Along with capacity for risk, Smith said it was equally important to look at "willingness to bear risk.'' In this case, the willing party needed to be determined.
"I’m not sure whose willingness is most appropriate to measure, but probably the person who has to 'wear the results' – this could be the children as they would have to incur the debt if the funds fell short, or the grandparent if they are going to stump up more cash."
With the above pieces in place, an investment strategy can then be plotted.
Given the children's expected timeframe for commencing teritiary, Smith said an equities exposure of between 20-30% was likely. A more accurate allocation would be determined having sorted out the variables above.
"The longer the timeframe, the higher the required return, willingness or capacity to accept risk, the greater the allocation to equities."
"In terms of how the funds are owned these could be placed in a Trust, which opens up the ability of the Trustees to assign income to the children. If they are over the age of 16 the income will then be taxed at their marginal rates – so there could be some tax planning opportunities if the funds are held in the Trust.
However, there will be additional complexities with owning the assets in a Trust. They should discuss these with their lawyer or financial adviser that has an overall understanding of their estate plans and the family dynamics.
Liz Koh, with Money Max, agrees one of the most important considerations when setting up an investment portfolio is time frame.
"In this case, funds will be required within the next 5-10 years; barely long enough to be considered long term given current economic conditions,'' said Koh, recommending a diversified portfolio with a weighting of 60% in income assets (cash and fixed interest) and 40% in growth assets (property and shares).
Such a split would provide some balance between security and growth.
While the money was earmarked for a university education, Koh said another option might be to invest for a longer period to build up a deposit for a house. She said the interest-free nature of student loans meant that it made good financial sense for the two children to take out student loans rather than cash up investments which are earning a return. The portfolio could be of greater benefit if instead it was used to provide a deposit for the purchase of a first home for each child.''
In terms of whose name the investment porfolio should be placed under, Koh suggested seeking legal advice.

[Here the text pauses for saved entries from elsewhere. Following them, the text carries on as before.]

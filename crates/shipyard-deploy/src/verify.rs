//! Public traffic verification
//!
//! A deploy only counts once the public hostname answers from the real app
//! several times in a row. A 200 that carries the error backend's marker
//! header is the ingress default backend speaking, so it counts as a miss.

use async_trait::async_trait;
use shipyard_cloud::{PollError, PollPolicy, poll};
use std::convert::Infallible;
use std::sync::Mutex;
use shipyard_core::naming::ERROR_HEADER;
use std::time::Duration;
use thiserror::Error;
use tokio_util::sync::CancellationToken;
use tracing::{debug, info, warn};

#[derive(Debug, Clone, Copy)]
pub struct VerifyPolicy {
    pub max_attempts: u32,
    pub required_consecutive: u32,
    pub interval: Duration,
    pub request_timeout: Duration,
}

impl Default for VerifyPolicy {
    fn default() -> Self {
        Self {
            max_attempts: 10,
            required_consecutive: 3,
            interval: Duration::from_secs(5),
            request_timeout: Duration::from_secs(10),
        }
    }
}

/// What one probe saw
#[derive(Debug, Clone, PartialEq, Eq)]
pub enum ProbeOutcome {
    Response { status: u16, error_marker: bool },
    Unreachable(String),
}

impl ProbeOutcome {
    pub fn is_success(&self) -> bool {
        matches!(
            self,
            ProbeOutcome::Response {
                status: 200,
                error_marker: false
            }
        )
    }

    fn describe(&self) -> String {
        match self {
            ProbeOutcome::Response {
                error_marker: true,
                status,
            } => format!("error backend responding (HTTP {}), app is down", status),
            ProbeOutcome::Response { status, .. } => format!("HTTP {} (expected 200)", status),
            ProbeOutcome::Unreachable(reason) => format!("unreachable: {}", reason),
        }
    }
}

#[async_trait]
pub trait HttpProbe: Send + Sync {
    async fn probe(&self, url: &str) -> ProbeOutcome;
}

/// Probes over HTTPS with reqwest
pub struct ReqwestProbe {
    client: reqwest::Client,
}

impl ReqwestProbe {
    pub fn new(timeout: Duration) -> reqwest::Result<Self> {
        let client = reqwest::Client::builder()
            .timeout(timeout)
            .user_agent(concat!("shipyard/", env!("CARGO_PKG_VERSION")))
            // the first response is the one that counts
            .redirect(reqwest::redirect::Policy::none())
            .build()?;
        Ok(Self { client })
    }
}

#[async_trait]
impl HttpProbe for ReqwestProbe {
    async fn probe(&self, url: &str) -> ProbeOutcome {
        match self.client.get(url).send().await {
            Ok(response) => ProbeOutcome::Response {
                status: response.status().as_u16(),
                error_marker: response.headers().contains_key(ERROR_HEADER),
            },
            Err(e) => ProbeOutcome::Unreachable(e.to_string()),
        }
    }
}

/// Where the verifier stands after an attempt
#[derive(Debug, Clone, Copy, PartialEq, Eq)]
pub enum VerifyState {
    Probing,
    Streaking(u32),
    Verified,
}

impl VerifyState {
    /// Any miss resets the streak, however long it was
    pub fn advance(self, success: bool, required: u32) -> Self {
        match (self, success) {
            (VerifyState::Verified, _) => VerifyState::Verified,
            (_, false) => VerifyState::Probing,
            (VerifyState::Probing, true) if required <= 1 => VerifyState::Verified,
            (VerifyState::Probing, true) => VerifyState::Streaking(1),
            (VerifyState::Streaking(n), true) if n + 1 >= required => VerifyState::Verified,
            (VerifyState::Streaking(n), true) => VerifyState::Streaking(n + 1),
        }
    }

    pub fn streak(&self) -> u32 {
        match self {
            VerifyState::Probing => 0,
            VerifyState::Streaking(n) => *n,
            VerifyState::Verified => u32::MAX,
        }
    }
}

#[derive(Debug, Error)]
pub enum VerifyError {
    #[error("{url} not verified after {attempts} attempts: {last}")]
    Failed {
        url: String,
        attempts: u32,
        last: String,
    },

    #[error("traffic verification for {0} cancelled")]
    Cancelled(String),
}

impl crate::error::StepCause for VerifyError {
    fn is_cancellation(&self) -> bool {
        matches!(self, VerifyError::Cancelled(_))
    }
}

pub struct TrafficVerifier<'a> {
    probe: &'a dyn HttpProbe,
    policy: VerifyPolicy,
    cancel: CancellationToken,
}

impl<'a> TrafficVerifier<'a> {
    pub fn new(probe: &'a dyn HttpProbe, policy: VerifyPolicy, cancel: CancellationToken) -> Self {
        Self {
            probe,
            policy,
            cancel,
        }
    }

    /// Probe `url` until the streak reaches the threshold. Returns the
    /// attempt number it was reached on.
    pub async fn verify(&self, url: &str) -> Result<u32, VerifyError> {
        let required = self.policy.required_consecutive;
        let streak = Mutex::new(Streak {
            state: VerifyState::Probing,
            attempt: 0,
            last: String::from("no attempt made"),
        });
        let policy = PollPolicy::new(self.policy.max_attempts, self.policy.interval);

        info!(url = %url, "Verifying public traffic routing");
        let streak_ref = &streak;
        let probe = self.probe;
        let result = poll(policy, url, &self.cancel, || async move {
            let outcome = probe.probe(url).await;
            let mut streak = streak_ref.lock().unwrap_or_else(|e| e.into_inner());
            Ok::<_, Infallible>(streak.record(&outcome, required))
        })
        .await;

        match result {
            Ok(attempt) => {
                info!(url = %url, attempt, "Traffic verified");
                Ok(attempt)
            }
            Err(PollError::Cancelled { .. }) => Err(VerifyError::Cancelled(url.to_string())),
            Err(PollError::Exhausted { attempts, .. }) => Err(VerifyError::Failed {
                url: url.to_string(),
                attempts,
                last: streak.into_inner().unwrap_or_else(|e| e.into_inner()).last,
            }),
            Err(PollError::Probe(never)) => match never {},
        }
    }
}

/// Probe state carried between attempts
struct Streak {
    state: VerifyState,
    attempt: u32,
    last: String,
}

impl Streak {
    /// Returns the attempt number once verified
    fn record(&mut self, outcome: &ProbeOutcome, required: u32) -> Option<u32> {
        self.attempt += 1;
        let success = outcome.is_success();
        let previous = self.state;
        self.state = self.state.advance(success, required);

        if success {
            info!(
                attempt = self.attempt,
                streak = self.state.streak().min(required),
                required,
                "Public URL responding"
            );
        } else {
            self.last = outcome.describe();
            if previous.streak() > 0 {
                warn!(streak = previous.streak(), "Success streak broken, restarting count");
            }
            debug!(attempt = self.attempt, reason = %self.last, "Probe missed");
        }

        (self.state == VerifyState::Verified).then_some(self.attempt)
    }
}

#[cfg(test)]
mod tests {
    use super::*;
    use std::collections::VecDeque;

    struct Scripted(Mutex<VecDeque<ProbeOutcome>>);

    impl Scripted {
        fn new(seq: &[bool]) -> Self {
            Self(Mutex::new(
                seq.iter()
                    .map(|ok| ProbeOutcome::Response {
                        status: if *ok { 200 } else { 502 },
                        error_marker: false,
                    })
                    .collect(),
            ))
        }
    }

    #[async_trait]
    impl HttpProbe for Scripted {
        async fn probe(&self, _url: &str) -> ProbeOutcome {
            self.0
                .lock()
                .unwrap()
                .pop_front()
                .unwrap_or(ProbeOutcome::Unreachable("script exhausted".into()))
        }
    }

    async fn run(seq: &[bool]) -> Result<u32, VerifyError> {
        let probe = Scripted::new(seq);
        TrafficVerifier::new(&probe, VerifyPolicy::default(), CancellationToken::new())
            .verify("https://example.com/")
            .await
    }

    #[test]
    fn test_miss_resets_streak() {
        let state = VerifyState::Probing
            .advance(true, 3)
            .advance(true, 3);
        assert_eq!(state, VerifyState::Streaking(2));
        assert_eq!(state.advance(false, 3), VerifyState::Probing);
        assert_eq!(state.advance(true, 3), VerifyState::Verified);
    }

    #[test]
    fn test_error_marker_overrides_status() {
        let outcome = ProbeOutcome::Response {
            status: 200,
            error_marker: true,
        };
        assert!(!outcome.is_success());
        assert!(outcome.describe().contains("error backend"));
    }

    #[tokio::test(start_paused = true)]
    async fn test_two_misses_then_streak() {
        assert_eq!(run(&[false, false, true, true, true]).await.unwrap(), 5);
    }

    #[tokio::test(start_paused = true)]
    async fn test_broken_streak_rebuilds() {
        assert_eq!(run(&[true, false, true, true, true]).await.unwrap(), 5);
    }

    #[tokio::test(start_paused = true)]
    async fn test_budget_exhausted() {
        let err = run(&[true, true, false, true, true, false, true, true, false, true])
            .await
            .unwrap_err();
        assert!(matches!(err, VerifyError::Failed { attempts: 10, .. }));
    }

    #[tokio::test(start_paused = true)]
    async fn test_cancelled_before_first_attempt() {
        let probe = Scripted::new(&[true, true, true]);
        let cancel = CancellationToken::new();
        cancel.cancel();
        let err = TrafficVerifier::new(&probe, VerifyPolicy::default(), cancel)
            .verify("https://example.com/")
            .await
            .unwrap_err();
        assert!(matches!(err, VerifyError::Cancelled(_)));
    }
}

"It could be held by the children’s father in trust for the children, or owned by a trust of which the children are beneficiaries.''
Another consideration and argument for using a trust was a possible future claim (Under the Property Relationship Act) but a future partner of one of the children in adulthood.
"Formation of a trust may be helpful in this regard.''
A further benefit of using a trust would be allowing trustees to control the distribution of funds and to ensure they are used wisely and equitably. Also, as trusts are taxed differently than individuals it might create some efficiencies there.
Overall, the costs of establishing and maintaining the trust will need to be weighed up against the potential benefits.